Ce dont les disciples se sont davantage rappelés, c'est de l'interpellation de Jésus: "Vous, qui dites-vous que je suis ?" Pierre a répondu, peut-être sans trop réfléchir: "Tu es le Christ, le Fils du Dieu vivant!" (Mt 16.13-16). C'est alors que Jésus lui explique la source de ce savoir particulier: "C'est mon Père qui est dans les cieux, qui te l'a révélé" (Mt 16.17). Etrange situation qui fait peu de cas de l'intelligence, du raisonnement, ou des émotions (... la chair et le sang, dit le texte). Et pourtant, depuis ce dialogue entre Jésus et ses disciples, des milliers de personnes ont dû affronter cette interrogation et admettre la même réponse, afin de suivre Jésus et de se réconcilier avec Dieu. L'apôtre Paul constate que "nul ne peut dire que Jésus est le Seigneur! Si ce n'est par l'Esprit Saint" (1 Co 12.3). Il ajoute ailleurs que "si nous avons connu Christ selon la chair, maintenant, nous ne le connaissons plus de cette manière" (2 Co 5.16).
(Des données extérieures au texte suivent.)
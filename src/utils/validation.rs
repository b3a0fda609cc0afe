use crate::utils::error::{Result, TripError};
use std::collections::HashSet;
use url::Url;

pub const SUPPORTED_OUTPUT_FORMATS: [&str; 2] = ["json", "csv"];
pub const SUPPORTED_INPUT_EXTENSIONS: [&str; 2] = ["txt", "json"];

pub trait Validate {
    fn validate(&self) -> Result<()>;
}

pub fn validate_url(field_name: &str, url_str: &str) -> Result<()> {
    if url_str.is_empty() {
        return Err(TripError::InvalidConfigValueError {
            field: field_name.to_string(),
            value: url_str.to_string(),
            reason: "URL cannot be empty".to_string(),
        });
    }

    match Url::parse(url_str) {
        Ok(url) => match url.scheme() {
            "http" | "https" => Ok(()),
            scheme => Err(TripError::InvalidConfigValueError {
                field: field_name.to_string(),
                value: url_str.to_string(),
                reason: format!("Unsupported URL scheme: {}", scheme),
            }),
        },
        Err(e) => Err(TripError::InvalidConfigValueError {
            field: field_name.to_string(),
            value: url_str.to_string(),
            reason: format!("Invalid URL format: {}", e),
        }),
    }
}

pub fn validate_path(field_name: &str, path: &str) -> Result<()> {
    if path.is_empty() {
        return Err(TripError::InvalidConfigValueError {
            field: field_name.to_string(),
            value: path.to_string(),
            reason: "Path cannot be empty".to_string(),
        });
    }

    if path.contains('\0') {
        return Err(TripError::InvalidConfigValueError {
            field: field_name.to_string(),
            value: path.to_string(),
            reason: "Path contains null bytes".to_string(),
        });
    }

    Ok(())
}

pub fn validate_file_extension(
    field_name: &str,
    file: &str,
    allowed_extensions: &[&str],
) -> Result<()> {
    let allowed_set: HashSet<&str> = allowed_extensions.iter().copied().collect();

    match std::path::Path::new(file)
        .extension()
        .and_then(|ext| ext.to_str())
    {
        Some(extension) if allowed_set.contains(extension) => Ok(()),
        Some(extension) => Err(TripError::InvalidConfigValueError {
            field: field_name.to_string(),
            value: file.to_string(),
            reason: format!(
                "Unsupported file extension: {}. Allowed extensions: {}",
                extension,
                allowed_extensions.join(", ")
            ),
        }),
        None => Err(TripError::InvalidConfigValueError {
            field: field_name.to_string(),
            value: file.to_string(),
            reason: "File has no extension or invalid filename".to_string(),
        }),
    }
}

pub fn validate_positive_number(field_name: &str, value: u64, min_value: u64) -> Result<()> {
    if value < min_value {
        return Err(TripError::InvalidConfigValueError {
            field: field_name.to_string(),
            value: value.to_string(),
            reason: format!("Value must be at least {}", min_value),
        });
    }
    Ok(())
}

pub fn validate_output_formats(field_name: &str, formats: &[String]) -> Result<()> {
    for format in formats {
        if !SUPPORTED_OUTPUT_FORMATS.contains(&format.as_str()) {
            return Err(TripError::InvalidConfigValueError {
                field: field_name.to_string(),
                value: format.clone(),
                reason: format!(
                    "Unsupported format. Valid formats: {}",
                    SUPPORTED_OUTPUT_FORMATS.join(", ")
                ),
            });
        }
    }
    Ok(())
}

pub fn validate_required_field<'a, T>(field_name: &str, value: &'a Option<T>) -> Result<&'a T> {
    value.as_ref().ok_or_else(|| TripError::MissingConfigError {
        field: field_name.to_string(),
    })
}

pub fn validate_non_empty_string(field_name: &str, value: &str) -> Result<()> {
    if value.trim().is_empty() {
        return Err(TripError::InvalidConfigValueError {
            field: field_name.to_string(),
            value: value.to_string(),
            reason: "Value cannot be empty or whitespace-only".to_string(),
        });
    }
    Ok(())
}

pub fn validate_range<T: PartialOrd + std::fmt::Display + Copy>(
    field_name: &str,
    value: T,
    min: T,
    max: T,
) -> Result<()> {
    if value < min || value > max {
        return Err(TripError::InvalidConfigValueError {
            field: field_name.to_string(),
            value: value.to_string(),
            reason: format!("Value must be between {} and {}", min, max),
        });
    }
    Ok(())
}
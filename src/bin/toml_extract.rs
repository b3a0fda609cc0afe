use clap::Parser;
use trip_extract::domain::ports::ConfigProvider;
use trip_extract::utils::{logger, validation::Validate};
use trip_extract::{LocalStorage, Strategy, TomlConfig, TripEngine, TripPipeline};

#[derive(Parser)]
#[command(name = "toml-extract")]
#[command(about = "Trip extraction with TOML configuration support")]
struct Args {
    /// Path to TOML configuration file
    #[arg(short, long, default_value = "trip-config.toml")]
    config: String,

    /// Enable verbose output
    #[arg(short, long)]
    verbose: bool,

    /// Override the extraction strategy from config
    #[arg(long, value_enum)]
    strategy: Option<Strategy>,

    /// Dry run - show what would be processed without executing
    #[arg(long)]
    dry_run: bool,
}

#[tokio::main]
async fn main() -> anyhow::Result<()> {
    let args = Args::parse();

    // 初始化日誌
    logger::init_cli_logger(args.verbose);

    tracing::info!("🚀 Starting TOML-based trip extraction");
    tracing::info!("📁 Loading configuration from: {}", args.config);

    // 載入 TOML 配置
    let mut config = match TomlConfig::from_file(&args.config) {
        Ok(config) => config,
        Err(e) => {
            eprintln!("❌ Failed to load config file '{}': {}", args.config, e);
            eprintln!("💡 Make sure the file exists and is valid TOML format");
            std::process::exit(e.severity().exit_code());
        }
    };

    // 應用命令列覆蓋設定
    if let Some(strategy) = args.strategy {
        config.extraction.strategy = Some(strategy);
        tracing::info!("🔧 Strategy overridden to: {}", strategy);
    }

    // 驗證配置
    if let Err(e) = config.validate() {
        tracing::error!("❌ Configuration validation failed: {}", e);
        tracing::error!("💡 Suggestion: {}", e.recovery_suggestion());
        eprintln!("❌ {}", e.user_friendly_message());
        std::process::exit(e.severity().exit_code());
    }

    tracing::info!("✅ Configuration loaded and validated successfully");

    if args.dry_run {
        tracing::info!("🔍 DRY RUN MODE - No actual processing will occur");
        display_config_summary(&config);
        return Ok(());
    }

    let storage = LocalStorage::new(config.output_path().to_string());
    let pipeline = TripPipeline::new(storage, config)?;
    let engine = TripEngine::new(pipeline);

    match engine.run().await {
        Ok(output) => {
            for record in &output.records {
                println!("{}", serde_json::to_string_pretty(record)?);
            }
            tracing::info!("✅ Extracted {} records", output.records.len());
            tracing::info!("📁 Output: {}", output.output_path);
        }
        Err(e) => {
            tracing::error!(
                "❌ Extraction failed: {} (Category: {:?}, Severity: {:?})",
                e,
                e.category(),
                e.severity()
            );
            tracing::error!("💡 Recovery suggestion: {}", e.recovery_suggestion());

            eprintln!("❌ {}", e.user_friendly_message());
            eprintln!("💡 建議: {}", e.recovery_suggestion());

            let exit_code = e.severity().exit_code();
            if exit_code > 0 {
                std::process::exit(exit_code);
            }
        }
    }

    Ok(())
}

fn display_config_summary(config: &TomlConfig) {
    println!("📋 Configuration Summary:");
    println!(
        "  Pipeline: {} v{}",
        config.pipeline.name,
        config.pipeline.version.as_deref().unwrap_or("0.0.0")
    );
    if let Some(description) = &config.pipeline.description {
        println!("  Description: {}", description);
    }
    println!("  Strategy: {}", config.strategy());
    println!("  Default Year: {}", config.default_year());

    match config.input_file() {
        Some(file) => println!(
            "  Input: {} inline sentences + {}",
            config.sentences().len(),
            file
        ),
        None if config.sentences().is_empty() => println!("  Input: bundled samples"),
        None => println!("  Input: {} inline sentences", config.sentences().len()),
    }

    let lexicon = &config.lexicon;
    println!(
        "  Lexicon extras: {} locations, {} stop words, {} titles, {} triggers",
        lexicon.extra_locations.len(),
        lexicon.extra_stop_words.len(),
        lexicon.extra_titles.len(),
        lexicon.extra_triggers.len()
    );

    if let Some(ner) = config.ner_settings() {
        println!("  NER Endpoint: {}", ner.endpoint);
        println!(
            "  NER Token: {}",
            if ner.api_token.is_some() { "set" } else { "not set" }
        );
    }

    println!("  Output: {}", config.output_path());
    if config.output_formats().is_empty() {
        println!("  Formats: stdout only");
    } else {
        println!("  Formats: {}", config.output_formats().join(", "));
    }
    if config.compress_output() {
        println!("  Archive: {}", config.archive_name());
    }
}
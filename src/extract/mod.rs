pub mod cost;
pub mod date;
pub mod headcount;
pub mod lexicon;
pub mod location;
pub mod names;
pub mod ner;

use crate::domain::model::{ExtractionSettings, MergedEntity, Strategy, TripInfo};
use crate::utils::error::Result;
use cost::CostExtractor;
use date::{DateRange, DateRangeExtractor};
use headcount::HeadcountExtractor;
use location::{split_route, LocationExtractor, LocationMatch, Route};
use names::NameExtractor;
use ner::{group_entities, EntityGroups};

fn with_extras(defaults: &[&str], extras: &[String]) -> Vec<String> {
    defaults
        .iter()
        .map(|s| s.to_string())
        .chain(extras.iter().map(|s| s.trim().to_string()))
        .filter(|s| !s.is_empty())
        .collect()
}

/// Character offset to byte offset, clamped to the end of `text`.
fn byte_offset(text: &str, char_index: usize) -> usize {
    text.char_indices()
        .nth(char_index)
        .map(|(i, _)| i)
        .unwrap_or(text.len())
}

/// All extractors for one configuration. Holds no per-sentence state, so the
/// same input always produces the same record.
#[derive(Debug, Clone)]
pub struct TripExtractor {
    strategy: Strategy,
    dates: DateRangeExtractor,
    cost: CostExtractor,
    names: NameExtractor,
    locations: LocationExtractor,
    headcount: HeadcountExtractor,
}

impl TripExtractor {
    pub fn new(settings: &ExtractionSettings) -> Result<Self> {
        let locations = with_extras(lexicon::LOCATIONS, &settings.extra_locations);
        let stop_words = with_extras(lexicon::STOP_WORDS, &settings.extra_stop_words);
        let titles = with_extras(lexicon::TITLES, &settings.extra_titles);
        let triggers = with_extras(lexicon::COMPANION_TRIGGERS, &settings.extra_triggers);

        tracing::debug!(
            "Building extractors: {} locations, {} stop words, {} titles, {} triggers",
            locations.len(),
            stop_words.len(),
            titles.len(),
            triggers.len()
        );

        Ok(Self {
            strategy: settings.strategy,
            dates: DateRangeExtractor::new(settings.default_year)?,
            cost: CostExtractor::new()?,
            names: NameExtractor::new(&titles, &stop_words, &locations, &triggers)?,
            locations: LocationExtractor::new(locations),
            headcount: HeadcountExtractor::new()?,
        })
    }

    pub fn strategy(&self) -> Strategy {
        self.strategy
    }

    pub fn dates(&self) -> &DateRangeExtractor {
        &self.dates
    }

    pub fn cost(&self) -> &CostExtractor {
        &self.cost
    }

    pub fn names(&self) -> &NameExtractor {
        &self.names
    }

    pub fn locations(&self) -> &LocationExtractor {
        &self.locations
    }

    pub fn headcount(&self) -> &HeadcountExtractor {
        &self.headcount
    }

    /// Rule-based extraction, no model involved.
    pub fn extract(&self, text: &str) -> TripInfo {
        let travelers = self.names.extract(text);
        let route = self.locations.route(text);
        self.assemble(text, travelers, route, self.dates.extract(text))
    }

    /// Extraction for the configured strategy given the sentence's merged
    /// NER entities. The rules strategy ignores `entities`.
    pub fn extract_with_entities(&self, text: &str, entities: &[MergedEntity]) -> TripInfo {
        match self.strategy {
            Strategy::Rules => self.extract(text),
            Strategy::Ner => {
                let groups = group_entities(entities);
                let travelers = self.names.filter(groups.people_names());
                let route = self.ner_route(text, &groups);
                let dates = self.dates.extract(&groups.date_text());
                self.assemble(text, travelers, route, dates)
            }
            Strategy::Hybrid => {
                let groups = group_entities(entities);
                let mut travelers = self.names.filter(groups.people_names());
                for name in self.names.extract(text) {
                    if !travelers.contains(&name) {
                        travelers.push(name);
                    }
                }

                let route = if groups.locations.is_empty() {
                    self.locations.route(text)
                } else {
                    self.ner_route(text, &groups)
                };

                let dates = self
                    .dates
                    .extract(text)
                    .or_else(|| self.dates.extract(&groups.date_text()));

                self.assemble(text, travelers, route, dates)
            }
        }
    }

    fn ner_route(&self, text: &str, groups: &EntityGroups) -> Route {
        let matches: Vec<LocationMatch> = groups
            .locations
            .iter()
            .filter(|e| !self.names.is_blacklisted(&e.word) || self.is_known_location(&e.word))
            .map(|e| LocationMatch {
                name: e.word.clone(),
                start: byte_offset(text, e.start),
                end: byte_offset(text, e.end),
            })
            .collect();
        split_route(text, &matches)
    }

    fn is_known_location(&self, word: &str) -> bool {
        self.locations.locations().iter().any(|l| l == word)
    }

    fn assemble(
        &self,
        text: &str,
        travelers: Vec<String>,
        route: Route,
        dates: Option<DateRange>,
    ) -> TripInfo {
        TripInfo {
            sentence: text.to_string(),
            headcount: self.headcount.resolve(text, &travelers),
            travelers,
            origin: route.origin,
            destination: route.destination,
            start_date: dates.map(|d| d.start),
            end_date: dates.map(|d| d.end),
            budget: self.cost.extract(text),
        }
    }
}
Les meilleurs documents historiques, s'il en existait, seraient donc sans utilité pour dessiner avec plus de précision la personnalité de Jésus, car l'attention se porte sur sa qualité et sur ses actes. Sa mission a été de faire connaître Dieu comme Père (Jn 1.18), de réconcilier le monde avec lui (2 Co 5.19) et de fonder un Royaume qui n'a pas de place dans l'histoire, sinon qu'il la termine.

Si un croyant sentait encore insatisfait son besoin d'en savoir davantage, après avoir épuisé tous les renseignements que les Evangiles mettent à sa portée, il aurait encore un recours. En effet, Jésus a un jour promis aux disciples, en parlant de l'Esprit qu'il leur en voyait: "Il prendra de ce qui est à moi et vous l'annoncera..." (Jn 16.14). Il est cependant très peu probable que ce qu'il découvre alors ne soit pas déjà dans les Ecritures.

L'Evangile selon Jean signale en outre que ce qui a été conservé n'est qu'une toute petite partie de ce qui aurait pu être rapporté concernant Jésus (Jn 21.25). Mais ce qui paraissait beaucoup plus important à l'apôtre, comme d'ailleurs à tous ceux qui ont partagé sa foi, c'est la perspective certaine de voir un jour "Jésus tel qu'il est" (1 Pi 3.2).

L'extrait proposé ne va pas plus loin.